(Materials provided begins)

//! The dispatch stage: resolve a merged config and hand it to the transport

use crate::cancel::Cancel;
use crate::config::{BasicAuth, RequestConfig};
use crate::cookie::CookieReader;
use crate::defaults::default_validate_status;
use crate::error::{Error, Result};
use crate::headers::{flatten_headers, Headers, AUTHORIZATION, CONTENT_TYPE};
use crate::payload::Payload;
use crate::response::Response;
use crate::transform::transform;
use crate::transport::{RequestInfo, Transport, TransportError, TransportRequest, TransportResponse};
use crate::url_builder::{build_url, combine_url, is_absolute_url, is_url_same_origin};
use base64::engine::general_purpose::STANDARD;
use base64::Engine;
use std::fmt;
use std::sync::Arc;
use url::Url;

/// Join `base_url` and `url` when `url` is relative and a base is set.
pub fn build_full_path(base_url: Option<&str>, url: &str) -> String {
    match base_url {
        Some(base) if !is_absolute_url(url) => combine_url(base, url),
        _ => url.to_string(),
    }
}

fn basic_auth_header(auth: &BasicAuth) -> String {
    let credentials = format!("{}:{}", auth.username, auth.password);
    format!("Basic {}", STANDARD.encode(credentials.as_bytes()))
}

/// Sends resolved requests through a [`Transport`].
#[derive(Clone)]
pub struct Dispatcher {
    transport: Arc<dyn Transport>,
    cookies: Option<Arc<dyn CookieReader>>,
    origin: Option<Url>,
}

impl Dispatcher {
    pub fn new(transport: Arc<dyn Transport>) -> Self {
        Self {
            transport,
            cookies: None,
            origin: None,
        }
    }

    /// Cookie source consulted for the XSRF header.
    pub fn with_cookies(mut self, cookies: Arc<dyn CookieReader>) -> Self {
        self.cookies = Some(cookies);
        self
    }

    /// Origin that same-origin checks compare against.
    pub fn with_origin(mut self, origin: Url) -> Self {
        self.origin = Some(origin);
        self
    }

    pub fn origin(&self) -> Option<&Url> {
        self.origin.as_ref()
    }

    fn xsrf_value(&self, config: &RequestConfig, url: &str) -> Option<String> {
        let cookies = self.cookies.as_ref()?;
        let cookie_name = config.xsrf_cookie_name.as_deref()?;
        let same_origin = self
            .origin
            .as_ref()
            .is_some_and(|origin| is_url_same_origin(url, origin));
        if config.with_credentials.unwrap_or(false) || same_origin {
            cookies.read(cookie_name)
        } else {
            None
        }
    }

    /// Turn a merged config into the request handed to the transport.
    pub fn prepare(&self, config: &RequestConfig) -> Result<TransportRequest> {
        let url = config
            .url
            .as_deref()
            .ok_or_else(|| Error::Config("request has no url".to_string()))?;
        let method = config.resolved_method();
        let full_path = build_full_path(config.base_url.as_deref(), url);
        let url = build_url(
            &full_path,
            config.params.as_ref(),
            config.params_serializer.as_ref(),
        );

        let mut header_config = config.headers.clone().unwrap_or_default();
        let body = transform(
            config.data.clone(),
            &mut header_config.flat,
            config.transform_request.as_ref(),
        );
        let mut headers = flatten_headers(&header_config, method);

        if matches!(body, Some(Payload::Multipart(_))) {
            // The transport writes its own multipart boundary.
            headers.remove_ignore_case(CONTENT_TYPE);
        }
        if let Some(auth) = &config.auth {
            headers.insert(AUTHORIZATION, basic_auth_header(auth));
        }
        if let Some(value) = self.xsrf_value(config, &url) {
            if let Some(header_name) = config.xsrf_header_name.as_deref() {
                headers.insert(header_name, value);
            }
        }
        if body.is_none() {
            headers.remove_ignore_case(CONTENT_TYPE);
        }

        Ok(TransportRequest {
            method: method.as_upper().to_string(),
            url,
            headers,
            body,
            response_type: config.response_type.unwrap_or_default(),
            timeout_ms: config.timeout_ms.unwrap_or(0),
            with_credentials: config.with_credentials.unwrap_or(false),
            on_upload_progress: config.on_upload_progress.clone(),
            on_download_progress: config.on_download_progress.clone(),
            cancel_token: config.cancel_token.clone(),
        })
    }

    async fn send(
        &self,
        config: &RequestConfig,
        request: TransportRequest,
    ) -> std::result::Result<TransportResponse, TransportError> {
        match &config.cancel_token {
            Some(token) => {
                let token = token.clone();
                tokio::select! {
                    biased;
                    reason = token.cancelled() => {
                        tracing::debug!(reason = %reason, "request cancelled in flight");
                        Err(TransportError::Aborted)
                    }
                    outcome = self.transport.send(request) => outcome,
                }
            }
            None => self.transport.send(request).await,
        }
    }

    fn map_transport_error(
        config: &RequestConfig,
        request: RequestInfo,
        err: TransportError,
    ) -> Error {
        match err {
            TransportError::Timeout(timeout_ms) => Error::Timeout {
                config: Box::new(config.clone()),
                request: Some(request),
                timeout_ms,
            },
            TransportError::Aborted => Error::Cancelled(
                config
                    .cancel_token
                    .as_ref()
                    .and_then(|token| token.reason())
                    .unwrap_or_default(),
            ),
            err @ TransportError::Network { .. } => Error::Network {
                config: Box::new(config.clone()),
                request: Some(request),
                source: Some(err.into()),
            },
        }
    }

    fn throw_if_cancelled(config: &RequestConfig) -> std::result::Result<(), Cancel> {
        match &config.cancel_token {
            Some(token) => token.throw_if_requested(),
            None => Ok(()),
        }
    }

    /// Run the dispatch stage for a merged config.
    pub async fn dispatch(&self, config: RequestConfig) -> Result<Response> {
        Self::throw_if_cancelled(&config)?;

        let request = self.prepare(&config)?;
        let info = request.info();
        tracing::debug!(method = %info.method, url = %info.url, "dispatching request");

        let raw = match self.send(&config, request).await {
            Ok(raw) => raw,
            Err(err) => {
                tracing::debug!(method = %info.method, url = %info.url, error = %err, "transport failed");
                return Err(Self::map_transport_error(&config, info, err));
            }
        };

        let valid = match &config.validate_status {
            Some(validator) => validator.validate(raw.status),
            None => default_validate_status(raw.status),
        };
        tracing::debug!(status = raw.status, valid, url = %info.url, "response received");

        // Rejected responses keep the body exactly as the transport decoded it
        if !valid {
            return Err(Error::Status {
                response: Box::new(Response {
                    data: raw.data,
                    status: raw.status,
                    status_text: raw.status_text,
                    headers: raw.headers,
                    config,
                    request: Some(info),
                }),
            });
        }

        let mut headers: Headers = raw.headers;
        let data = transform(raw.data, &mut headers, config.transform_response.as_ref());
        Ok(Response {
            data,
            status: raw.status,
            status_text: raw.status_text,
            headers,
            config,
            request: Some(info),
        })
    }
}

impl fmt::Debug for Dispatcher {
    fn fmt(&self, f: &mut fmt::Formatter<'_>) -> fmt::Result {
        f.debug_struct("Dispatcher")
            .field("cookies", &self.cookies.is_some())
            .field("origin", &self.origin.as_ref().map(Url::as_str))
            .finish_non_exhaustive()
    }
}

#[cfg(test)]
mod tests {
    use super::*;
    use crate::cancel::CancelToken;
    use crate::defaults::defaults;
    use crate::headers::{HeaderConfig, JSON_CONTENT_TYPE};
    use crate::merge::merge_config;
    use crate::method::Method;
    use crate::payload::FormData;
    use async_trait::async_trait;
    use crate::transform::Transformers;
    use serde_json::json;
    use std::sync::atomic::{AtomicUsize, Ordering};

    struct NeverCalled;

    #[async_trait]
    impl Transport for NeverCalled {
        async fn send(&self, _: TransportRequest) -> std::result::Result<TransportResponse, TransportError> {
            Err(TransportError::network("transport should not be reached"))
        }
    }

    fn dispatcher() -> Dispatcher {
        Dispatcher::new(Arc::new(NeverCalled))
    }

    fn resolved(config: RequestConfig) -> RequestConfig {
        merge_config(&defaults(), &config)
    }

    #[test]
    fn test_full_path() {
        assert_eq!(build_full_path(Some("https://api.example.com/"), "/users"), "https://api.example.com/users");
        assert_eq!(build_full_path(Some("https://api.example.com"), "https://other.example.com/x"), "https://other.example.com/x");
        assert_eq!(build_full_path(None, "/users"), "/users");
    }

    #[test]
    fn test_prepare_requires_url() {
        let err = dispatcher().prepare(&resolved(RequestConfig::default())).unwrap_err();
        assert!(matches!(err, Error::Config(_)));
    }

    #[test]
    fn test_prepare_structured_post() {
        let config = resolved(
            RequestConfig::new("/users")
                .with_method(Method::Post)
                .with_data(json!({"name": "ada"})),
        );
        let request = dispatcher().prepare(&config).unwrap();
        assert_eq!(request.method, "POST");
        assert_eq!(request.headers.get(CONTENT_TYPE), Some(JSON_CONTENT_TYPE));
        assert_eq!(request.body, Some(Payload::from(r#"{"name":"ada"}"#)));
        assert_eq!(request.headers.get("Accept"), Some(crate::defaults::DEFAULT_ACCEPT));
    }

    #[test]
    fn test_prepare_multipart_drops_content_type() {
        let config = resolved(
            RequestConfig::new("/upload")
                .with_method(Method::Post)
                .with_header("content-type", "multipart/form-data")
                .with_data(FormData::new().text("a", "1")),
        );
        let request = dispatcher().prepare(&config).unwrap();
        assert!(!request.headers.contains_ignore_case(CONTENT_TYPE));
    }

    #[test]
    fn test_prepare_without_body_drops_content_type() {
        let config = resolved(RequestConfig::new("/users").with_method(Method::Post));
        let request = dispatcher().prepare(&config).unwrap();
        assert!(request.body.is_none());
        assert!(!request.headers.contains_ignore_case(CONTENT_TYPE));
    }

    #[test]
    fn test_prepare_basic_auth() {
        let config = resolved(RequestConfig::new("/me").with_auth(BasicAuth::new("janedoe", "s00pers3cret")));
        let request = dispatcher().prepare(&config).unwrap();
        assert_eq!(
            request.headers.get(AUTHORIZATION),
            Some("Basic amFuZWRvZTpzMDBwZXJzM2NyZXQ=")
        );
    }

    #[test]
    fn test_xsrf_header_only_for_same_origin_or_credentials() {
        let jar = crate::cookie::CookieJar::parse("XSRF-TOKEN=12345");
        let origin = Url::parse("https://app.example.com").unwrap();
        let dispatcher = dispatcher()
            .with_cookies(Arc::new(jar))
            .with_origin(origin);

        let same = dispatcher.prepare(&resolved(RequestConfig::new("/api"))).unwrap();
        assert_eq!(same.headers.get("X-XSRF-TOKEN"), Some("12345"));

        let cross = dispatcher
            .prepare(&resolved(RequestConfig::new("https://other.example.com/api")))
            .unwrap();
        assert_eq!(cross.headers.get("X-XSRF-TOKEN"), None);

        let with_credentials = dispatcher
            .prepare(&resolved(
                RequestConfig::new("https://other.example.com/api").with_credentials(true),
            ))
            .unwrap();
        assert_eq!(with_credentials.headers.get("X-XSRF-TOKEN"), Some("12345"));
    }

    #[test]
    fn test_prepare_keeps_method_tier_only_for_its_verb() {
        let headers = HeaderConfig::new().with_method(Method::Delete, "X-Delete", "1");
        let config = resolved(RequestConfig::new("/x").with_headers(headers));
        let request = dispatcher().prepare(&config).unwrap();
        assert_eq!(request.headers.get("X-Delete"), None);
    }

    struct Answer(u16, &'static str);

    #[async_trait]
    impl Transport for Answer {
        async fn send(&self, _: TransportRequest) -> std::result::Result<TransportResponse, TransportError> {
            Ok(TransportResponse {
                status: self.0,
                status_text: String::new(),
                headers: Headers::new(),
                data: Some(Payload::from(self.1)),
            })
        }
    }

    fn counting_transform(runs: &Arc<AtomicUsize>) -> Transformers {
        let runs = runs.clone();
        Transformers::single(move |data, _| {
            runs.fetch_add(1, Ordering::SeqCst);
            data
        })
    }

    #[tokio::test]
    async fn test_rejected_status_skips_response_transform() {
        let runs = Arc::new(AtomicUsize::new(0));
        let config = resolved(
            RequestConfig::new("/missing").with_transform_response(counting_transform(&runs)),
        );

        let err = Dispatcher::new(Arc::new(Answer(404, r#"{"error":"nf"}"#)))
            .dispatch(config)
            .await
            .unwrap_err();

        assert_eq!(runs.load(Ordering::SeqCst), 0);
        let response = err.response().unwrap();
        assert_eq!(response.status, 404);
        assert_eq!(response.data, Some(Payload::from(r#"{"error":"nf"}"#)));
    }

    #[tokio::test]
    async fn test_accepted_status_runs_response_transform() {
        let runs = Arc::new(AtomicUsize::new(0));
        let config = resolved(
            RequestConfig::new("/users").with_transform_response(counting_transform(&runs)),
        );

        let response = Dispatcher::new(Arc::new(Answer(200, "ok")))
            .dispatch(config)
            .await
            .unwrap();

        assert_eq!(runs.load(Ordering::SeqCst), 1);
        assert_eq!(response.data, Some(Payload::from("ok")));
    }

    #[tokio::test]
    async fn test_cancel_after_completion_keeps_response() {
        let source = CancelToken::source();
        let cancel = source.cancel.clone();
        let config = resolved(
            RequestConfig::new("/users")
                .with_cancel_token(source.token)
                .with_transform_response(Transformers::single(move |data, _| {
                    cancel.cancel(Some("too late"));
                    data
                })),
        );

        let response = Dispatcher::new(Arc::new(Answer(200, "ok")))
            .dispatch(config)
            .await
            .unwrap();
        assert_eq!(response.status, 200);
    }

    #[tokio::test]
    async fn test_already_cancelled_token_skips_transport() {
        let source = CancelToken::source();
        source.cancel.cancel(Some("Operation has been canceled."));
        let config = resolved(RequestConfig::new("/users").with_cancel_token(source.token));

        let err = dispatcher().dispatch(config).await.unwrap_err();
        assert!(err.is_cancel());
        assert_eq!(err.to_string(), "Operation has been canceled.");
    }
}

(Materials provided ends)

**What you will do:** Your reply should consist solely of the number of lines above that contain the word "AtomicUsize".

**Finished task:** 4